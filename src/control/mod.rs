//! The choice family - closed disjoint unions of fixed arity.
//!
//! This module provides the canonical coproduct types [`Choice2`],
//! [`Choice3`], and [`Choice4`], together with the [`CoProduct2`],
//! [`CoProduct3`], and [`CoProduct4`] match contracts they implement.
//!
//! Each choice type is a closed sum: exactly one of its slots holds a
//! value, the discriminant is fixed at construction, and the value can only
//! be built through the per-slot constructors and taken apart through
//! `match_with`. Every combinator (`fmap`, `bimap`, `flat_map`, `zip`,
//! `traverse`, `diverge`, `converge`) is defined in terms of that single
//! primitive, which is what makes the functor/bifunctor/monad laws hold by
//! construction.
//!
//! The combinator surface is *biased to the last slot*: mapping and
//! chaining transform the last slot's payload while every earlier slot
//! passes through unchanged, matching the convention that earlier slots
//! model errors or alternatives.
//!
//! # Examples
//!
//! ```rust
//! use lawvere::control::Choice3;
//! use lawvere::typeclass::{Functor, Monad};
//!
//! let parsed: Choice3<String, u8, i32> = Choice3::c(20);
//! let result = parsed.fmap(|n| n + 1).flat_map(|n| Choice3::c(n * 2));
//! assert_eq!(result, Choice3::c(42));
//!
//! // Earlier slots short-circuit.
//! let failed: Choice3<String, u8, i32> = Choice3::a("bad input".to_string());
//! let unchanged = failed.clone().fmap(|n| n + 1);
//! assert_eq!(unchanged, failed);
//! ```

mod choice2;
mod choice3;
mod choice4;
mod coproduct;

pub use choice2::Choice2;
pub use choice3::Choice3;
pub use choice4::Choice4;
pub use coproduct::{CoProduct2, CoProduct3, CoProduct4};

/// Generates the per-slot `is_*` inspectors for a choice type.
///
/// Expanded inside the type's inherent impl; the repr enum stays private,
/// so this cannot be written outside the module that owns it.
macro_rules! choice_inspectors {
    ($repr:ident { $($slot:ident => $variant:ident),+ $(,)? }) => {
        paste::paste! {
            $(
                #[doc = concat!(
                    "Returns `true` if this value occupies the `",
                    stringify!($slot),
                    "` slot."
                )]
                #[inline]
                #[must_use]
                pub const fn [<is_ $slot>](&self) -> bool {
                    matches!(self.repr, $repr::$variant(_))
                }
            )+
        }
    };
}

pub(crate) use choice_inspectors;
· · ·
PROBLEM TO WORK ON: Find the word "construction" in the listing above. Copy each line where it appears.

THE COMPLETED TASK:
//! value, the discriminant is fixed at construction, and the value can only
//! construction.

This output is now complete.